Unlike the US, where the government obsessively counts and classifies those among us who have, say, strands of Cherokee DNA, the French government is not permitted to classify people by ethnicity nor to ask census questions about race or origins. The republic is based on the idea that all citizens are equal and free from distinctions of class, race, or religion. (And after a while here, this really starts to seem like common sense. When recently I filled out a form requesting my absentee ballot, complete with the standard box to check indicating my race, it struck me how inappropriate, intrusive, and obsessive it is constantly to ask American citizens to report their own skin color.)

It’s refreshing that the French government is genuinely color-blind, or at least, that it insists upon this ideal. On the other hand, lack of data about minorities hampers the state’s ability to measure how well these minorities are doing or recognize when a group, however artificial, is having problems best addressed qua group.

Because the government doesn’t count minorities, studies like this one are the closest thing we have to detailed census data, and thus especially valuable to those of us trying to figure out just what’s really going on here amid all the mostly pointless noise. A study like this is worth far more than anecdotal reports, especially when those reports are massaged so better improve site traffic and clicks. The author, Hakim El Karoui, is a professional geographer; he worked with the polling company iFOP, and the report seems well-designed and methodologically rigorous. They began with a nationally representative sample of more than 15,000 people, from which they extracted a sub-sample of 1029 who claimed to be Muslim or to have at least one Muslim parent. If you read French, you can read the whole thing here.

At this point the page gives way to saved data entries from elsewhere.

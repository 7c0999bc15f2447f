use sea_orm_migration::{prelude::*, schema::*};

use super::m20260105_000001_create_user_table::User;

#[derive(DeriveMigrationName)]
pub struct Migration;

#[async_trait::async_trait]
impl MigrationTrait for Migration {
    async fn up(&self, manager: &SchemaManager) -> Result<(), DbErr> {
        manager
            .create_table(
                Table::create()
                    .table(Notification::Table)
                    .if_not_exists()
                    .col(pk_auto(Notification::Id))
                    .col(integer(Notification::UserId))
                    .col(string_len(Notification::Channel, 16))
                    .col(string_len(Notification::Status, 16).default("pending"))
                    .col(string_len(Notification::Kind, 64))
                    .col(string_len(Notification::Title, 200))
                    .col(text(Notification::Content))
                    .col(json_null(Notification::Data))
                    .col(string_len_null(Notification::PhoneNumber, 16))
                    .col(boolean(Notification::IsRead).default(false))
                    .col(integer(Notification::Attempts).default(0))
                    .col(text_null(Notification::LastError))
                    .col(timestamp_with_time_zone(Notification::ScheduledAt))
                    .col(timestamp_with_time_zone_null(Notification::SentAt))
                    .col(timestamp_with_time_zone_null(Notification::ReadAt))
                    .col(
                        timestamp_with_time_zone(Notification::CreatedAt)
                            .default(Expr::current_timestamp()),
                    )
                    .foreign_key(
                        ForeignKey::create()
                            .name("fk_notification_user_id")
                            .from(Notification::Table, Notification::UserId)
                            .to(User::Table, User::Id)
                            .on_delete(ForeignKeyAction::Cascade)
                            .on_update(ForeignKeyAction::Cascade),
                    )
                    .to_owned(),
            )
            .await?;

        manager
            .create_index(
                Index::create()
                    .name("idx_notification_status_scheduled_at")
                    .table(Notification::Table)
                    .col(Notification::Status)
                    .col(Notification::ScheduledAt)
                    .to_owned(),
            )
            .await
    }

    async fn down(&self, manager: &SchemaManager) -> Result<(), DbErr> {
        manager
            .drop_table(Table::drop().table(Notification::Table).to_owned())
            .await
    }
}

#[derive(DeriveIden)]
pub enum Notification {
    Table,
    Id,
    UserId,
    Channel,
    Status,
    Kind,
    Title,
    Content,
    Data,
    PhoneNumber,
    IsRead,
    Attempts,
    LastError,
    ScheduledAt,
    SentAt,
    ReadAt,
    CreatedAt,
}
/// Tests a passenger counter that meets the driver's rule is accepted on the spot.
///
/// Rule accepts 80000 of 100000. Passenger opens at 70000, driver counters at 95000,
/// passenger counters at 85000.
///
/// Expected: Ok with an accepted chain at 85000, the last offer auto-accepted and a
/// booking created
#[tokio::test]
async fn passenger_counter_meeting_rule_is_auto_accepted() -> Result<(), AppError> {
    let test = TestBuilder::new().with_trip_tables().build().await.unwrap();
    let db = test.db.as_ref().unwrap();

    let (driver, _car, trip) = factory::helpers::create_trip_with_dependencies(db).await?;
    let passenger = factory::user::create_user(db).await?;

    let service = NegotiationService::new(db);
    let negotiation = service.open(offer(passenger.id, trip.id, 70_000)).await?;
    enable_auto_accept(db, driver.id, 80).await?;

    service
        .counter(driver.id, negotiation.id, dec(95_000), None)
        .await?;
    let settled = service
        .counter(passenger.id, negotiation.id, dec(85_000), None)
        .await?;

    assert_eq!(settled.status, NegotiationStatus::Accepted);
    assert_eq!(settled.final_price, Some(dec(85_000)));
    let last = settled.offers.last().unwrap();
    assert_eq!(last.proposer, OfferProposer::Passenger);
    assert_eq!(last.status, OfferStatus::Accepted);
    assert!(last.auto_accepted);
    assert!(settled.booking_id.is_some());

    Ok(())
}

/// Tests accepting when the requested seats were booked in the meantime.
///
/// Expected: Err(AppError::Conflict), no booking, and the chain left open
#[tokio::test]
async fn accept_without_seats_conflicts() -> Result<(), AppError> {
    let test = TestBuilder::new().with_trip_tables().build().await.unwrap();
    let db = test.db.as_ref().unwrap();

    let (driver, _car, trip) = factory::helpers::create_trip_with_dependencies(db).await?;
    let passenger = factory::user::create_user(db).await?;

    let service = NegotiationService::new(db);
    let negotiation = service
        .open(OpenNegotiationParams {
            seats_requested: 2,
            ..offer(passenger.id, trip.id, 70_000)
        })
        .await?;

    let snapshot = Trip::from_entity(trip);
    TripRepository::new(db)
        .set_seats_if_unchanged(&snapshot, snapshot.total_seats_offered, 1, TripStatus::Scheduled)
        .await?;

    let result = service.accept(driver.id, negotiation.id, None).await;

    assert!(matches!(result, Err(AppError::Conflict(_))));
    let stored = service.get(passenger.id, negotiation.id).await?;
    assert_eq!(stored.status, NegotiationStatus::Open);
    assert!(stored.booking_id.is_none());
    assert!(BookingRepository::new(db)
        .find_confirmed(snapshot.id, passenger.id)
        .await?
        .is_none());

    Ok(())
}

/// Tests an unexpired offer cannot be accepted once the trip has departed.
///
/// Expected: Err(AppError::Conflict) and no booking on the departed trip
#[tokio::test]
async fn accept_after_departure_conflicts() -> Result<(), AppError> {
    let test = TestBuilder::new().with_trip_tables().build().await.unwrap();
    let db = test.db.as_ref().unwrap();

    let driver = factory::user::create_driver(db).await?;
    let car = factory::car::create_car(db, driver.id).await?;
    let trip = factory::trip::TripFactory::new(db, driver.id, car.id)
        .departure(Utc::now() - Duration::hours(1))
        .build()
        .await?;
    let passenger = factory::user::create_user(db).await?;
    let (chain, _) =
        factory::negotiation::NegotiationFactory::new(db, trip.id, passenger.id, driver.id)
            .build()
            .await?;

    let result = NegotiationService::new(db)
        .accept(driver.id, chain.id, None)
        .await;

    assert!(matches!(result, Err(AppError::Conflict(_))));
    assert!(BookingRepository::new(db)
        .find_confirmed(trip.id, passenger.id)
        .await?
        .is_none());
    let stored = TripRepository::new(db).find_by_id(trip.id).await?.unwrap();
    assert_eq!(stored.available_seats, trip.available_seats);

    Ok(())
}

It’s very interesting, and none of this will be reported in the US, I’m sure, but it’s far too long for me to translate in one post. So today I’ll translate some of the highlights, add a few thoughts of my own, and summarize the chapters that follow. If any of them interest you, let me know, and I’ll translate them for you, or summarize them, in the coming week.

The highlights:

  • Self-identified Muslims constitute 5.6 percent of the metropolitan population in France. (This is far less than commonly claimed in the US media, which often says they’re 10 percent of the French population, and sometimes puts the figure as high as 15 percent. I knew those numbers were too high, but didn’t realize the real figure was this low — although it’s consistent with what I see around me. This also means that the commonly-quoted claim that France’s Muslim population is the highest in Europe is probably wrong, although I don’t know if our estimates of the number of Muslims in other European countries are much more accurate.)
  • Of the sample of 1029, 15 percent say they are not Muslims, but have at least one Muslim parent — meaning this group is about 1 percent of France’s population.
  • Only 7.5 percent of the respondents identify as Muslims despite having neither a Muslim father nor mother. So the exit rate from Islam is twice as high as the entry rate. (This is obviously significant: Scandalized reports that France is being “Islamized” and the French are converting to Islam at a significant rate are fantasy and invention. Muslims have much more reason to fear secularization than vice-versa.)
  • More than one in two of the respondents’ parents were born in France; 24 percent were naturalized French citizens, and 26 percent were foreign nationals.
  • The average age of the respondent was 35.8. (This is younger than the average French citizen, but not really young enough to be a frighteningly virile cohort that will somehow outbreed non-Muslims.)
  • The respondents’ fathers mainly come from Algeria and Morocco: 31 and 20 percent, respectively. Tunisia accounts for another 8 percent, the rest of Africa a bit more than 15 percent, and Turkey about 5 percent. The respondents’ mothers exhibited a similar profile, with very little endogamy.
  • People who belong to the working classes (the authors’ term) and day laborers are over-represented. Almost 25 percent are blue-collar workers, as opposed to 13.1 percent in the overall sample; and 38% are unemployed: This is twice the average French unemployment rate. (“Average” rates here are what they extrapolated from the general sample.)
  • Muslims tend to be overrepresented in precarious forms of employment (fixed term, temporary, part-time). But we’re also seeing the emergence of a middle and upper class: 10 percent were in middle management and 5 percent were very highly-skilled workers. (“Highly-skilled” is my best effort at translating a term no American would use: “professions intellectuelles supérieures.” Literally: “intellectually superior professions.”)
  • The community is characterized by four traits. 1. Regular religious practice: 31 percent went to a mosque or prayer room once a week, as opposed to 8.2 percent of regular churchgoers (or appropriate analogue) in the general population; 2. A marked preference for halal food: 70 percent of the respondents said they “always” buy halal meat, 22 percent bought it “sometimes” and only 6 percent said “never”; 3. The majority supports veiling, despite major divisions: 65 percent are in favor of the veil; 4. The absence of widespread Muslim communalism: 78 percent of the respondents who are registered on electoral lists said they don’t always vote for Muslim candidates.
  • Interestingly, contrary to popular opinion, men are less conservative than women. Among men, 26 percent reject veiling. Only 18 percent of women agree. (The phrasing of the question: “Do you look favorably upon veiling?”) Men were also more likely to say, “Everyone should do what they want.” The authors note the difficulty of interpreting the answer to this question, given that the full face veil is illegal in France. Does the response reflect a genuine preference for veiling, they wonder, or does it represent resentment of a meddlesome state? They’re particularly perplexed, because only 23 percent of women said that they “always” wore hijab; 7 percent said they wore it except when they were at work or school; and 5 percent wore it “rarely.”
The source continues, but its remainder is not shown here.